O voo 2283 da Voepass, que transportava 62 pessoas, caiu em Vinhedo, São Paulo, no dia 9 de agosto de 2024, após sair de Cascavel, Paraná. O Cenipa divulgou o relatório final, que detalha que pelo menos 19 fatores contribuíram para a tragédia, que resultou na morte de todos a bordo.
Adriana Ibba declarou que o documento reforça o sentimento de revolta das famílias.

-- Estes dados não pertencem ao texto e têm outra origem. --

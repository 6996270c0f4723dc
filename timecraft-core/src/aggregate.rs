//! Week/day aggregation of timesheet entries

use crate::extract::TimesheetEntry;
use crate::week::week_start_of;
use chrono::{NaiveDate, Weekday};
use std::collections::BTreeMap;

/// Accumulated hours per day
pub type DayBucket = BTreeMap<NaiveDate, f64>;

/// Day buckets grouped by week-start date.
///
/// Ordered keys give the evaluator its ascending week and day walk for free.
pub type WeekBuckets = BTreeMap<NaiveDate, DayBucket>;

/// Accumulate one entry into its week and day bucket.
///
/// The same date accumulates additively across rows and sheets.
pub fn add_entry(buckets: &mut WeekBuckets, entry: TimesheetEntry, week_starts_on: Weekday) {
    let week_start = week_start_of(entry.date, week_starts_on);
    let day_total = buckets
        .entry(week_start)
        .or_default()
        .entry(entry.date)
        .or_insert(0.0);
    *day_total += entry.hours;
}

/// Fold a sequence of entries into week buckets
pub fn fold<I>(entries: I, week_starts_on: Weekday) -> WeekBuckets
where
    I: IntoIterator<Item = TimesheetEntry>,
{
    let mut buckets = WeekBuckets::new();
    for entry in entries {
        add_entry(&mut buckets, entry, week_starts_on);
    }
    buckets
}
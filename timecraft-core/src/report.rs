//! Per-file result assembly

use crate::aggregate::WeekBuckets;
use serde::Serialize;

/// Result of processing one input file.
///
/// Alerts are side-channel output through the sink; the report carries only
/// the computed values, plus the full per-week map for callers that want the
/// detail (the JSON formatter does, the human one does not).
#[derive(Debug, Clone, Serialize)]
pub struct WeeklyReport {
    pub input: String,
    pub balance: f64,
    pub skipped_rows: usize,
    pub per_week: WeekBuckets,
}

impl WeeklyReport {
    pub fn assemble(
        input: impl Into<String>,
        balance: f64,
        skipped_rows: usize,
        per_week: WeekBuckets,
    ) -> Self {
        Self {
            input: input.into(),
            balance,
            skipped_rows,
            per_week,
        }
    }
}

#[cfg(test)]
mod tests {
    use super::*;
    use crate::aggregate::fold;
    use crate::extract::TimesheetEntry;
    use chrono::{NaiveDate, Weekday};

    #[test]
    fn test_report_serializes_with_date_keys() {
        let entry = TimesheetEntry {
            date: NaiveDate::from_ymd_opt(2024, 1, 3).unwrap(),
            hours: 12.0,
        };
        let report = WeeklyReport::assemble("demo.xls", -28.0, 1, fold([entry], Weekday::Mon));

        let json = serde_json::to_value(&report).unwrap();
        assert_eq!(json["input"], "demo.xls");
        assert_eq!(json["balance"], -28.0);
        assert_eq!(json["skipped_rows"], 1);
        assert_eq!(json["per_week"]["2024-01-01"]["2024-01-03"], 12.0);
    }
}
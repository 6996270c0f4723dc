//! Diagnostic message sink

use serde::{Deserialize, Serialize};
use std::sync::Mutex;

/// Level of a diagnostic message
#[derive(Debug, Clone, Copy, PartialEq, Eq, PartialOrd, Ord, Serialize, Deserialize)]
pub enum Level {
    /// Row-level diagnostics, hidden unless verbose output is requested
    Info,
    /// Suspicious but non-fatal conditions
    Warning,
    /// User-visible threshold alerts
    Alert,
}

/// A single diagnostic message
#[derive(Debug, Clone, PartialEq, Serialize, Deserialize)]
pub struct Message {
    pub level: Level,
    pub text: String,
}

/// Receives diagnostics and alerts emitted while a file is processed.
///
/// The engine never writes to the console itself; callers inject a sink and
/// decide how (and whether) each level is rendered.
pub trait DiagnosticSink {
    fn info(&self, text: &str);
    fn warning(&self, text: &str);
    fn alert(&self, text: &str);
}

/// Sink that buffers messages in memory.
///
/// Safe to share across threads, so each input file can collect its own
/// contiguous message stream even when files are processed in parallel.
#[derive(Debug, Default)]
pub struct MemorySink {
    messages: Mutex<Vec<Message>>,
}

impl MemorySink {
    pub fn new() -> Self {
        Self::default()
    }

    fn push(&self, level: Level, text: &str) {
        self.messages.lock().unwrap().push(Message {
            level,
            text: text.to_string(),
        });
    }

    /// Consume the sink and return the buffered messages in emission order
    pub fn into_messages(self) -> Vec<Message> {
        self.messages.into_inner().unwrap()
    }

    /// Snapshot of the buffered messages
    pub fn messages(&self) -> Vec<Message> {
        self.messages.lock().unwrap().clone()
    }
}

impl DiagnosticSink for MemorySink {
    fn info(&self, text: &str) {
        self.push(Level::Info, text);
    }

    fn warning(&self, text: &str) {
        self.push(Level::Warning, text);
    }

    fn alert(&self, text: &str) {
        self.push(Level::Alert, text);
    }
}
//! Balance and alert evaluation over aggregated week buckets

use crate::aggregate::WeekBuckets;
use crate::config::CalcConfig;
use crate::sink::DiagnosticSink;
use crate::week::is_weekend;

/// Sanity ceiling for a single week's total
pub const MAX_HOURS_PER_WEEK: f64 = 24.0 * 7.0;

/// Walk the buckets in ascending week and day order, emit alerts, and return
/// the balance against the expected weekly quota.
///
/// Alerts and the balance are independent: a week can be over quota and
/// still trip the minimum-weekly alert level.
pub fn evaluate(buckets: &WeekBuckets, config: &CalcConfig, sink: &dyn DiagnosticSink) -> f64 {
    let mut balance = 0.0;

    for (week_start, days) in buckets {
        let total: f64 = days.values().sum();

        if total > MAX_HOURS_PER_WEEK {
            sink.warning(&format!(
                "week starting {week_start} has an unexpectedly large total of {} hours",
                format_hours(total, config.decimals)
            ));
        }

        let diff = total - config.expected_per_week;
        if diff < 0.0 {
            sink.info(&format!(
                "week starting {week_start} is {} hours under the expected amount",
                format_hours(-diff, config.decimals)
            ));
        }

        if total < config.min_weekly {
            sink.alert(&format!(
                "week starting {week_start}: {} hours is less than alert level {} ({} hours short)",
                format_hours(total, config.decimals),
                format_hours(config.min_weekly, config.decimals),
                format_hours(config.min_weekly - total, config.decimals),
            ));
        }

        for (day, hours) in days {
            // Weekends are exempt from the daily minimum
            if is_weekend(*day) {
                continue;
            }
            if *hours < config.min_daily {
                sink.alert(&format!(
                    "{day}: {} hours is less than alert level {} ({} hours short)",
                    format_hours(*hours, config.decimals),
                    format_hours(config.min_daily, config.decimals),
                    format_hours(config.min_daily - hours, config.decimals),
                ));
            }
        }

        balance += diff;
    }

    balance
}

/// Fixed-point rendering of an hour value; negative precision clamps to 0
pub fn format_hours(hours: f64, decimals: i64) -> String {
    let places = decimals.max(0) as usize;
    format!("{hours:.places$}")
}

Segundo ela, o relatório aponta falhas sistêmicas por parte da companhia aérea e na fiscalização da Agência Nacional de Aviação Civil (Anac). Ela comentou que a Anac realizou auditorias prévias, mas nada foi feito.
O Cenipa recomendou à Anac a revisão dos processos de gerenciamento de risco. A companhia aérea Voepass informou que se manifestará após ter acesso à íntegra do relatório final. O acidente ocorreu quando a aeronave, um turboélice modelo ATR-72, perdeu contato radar às 13h22, segundo a Força Aérea Brasileira (FAB).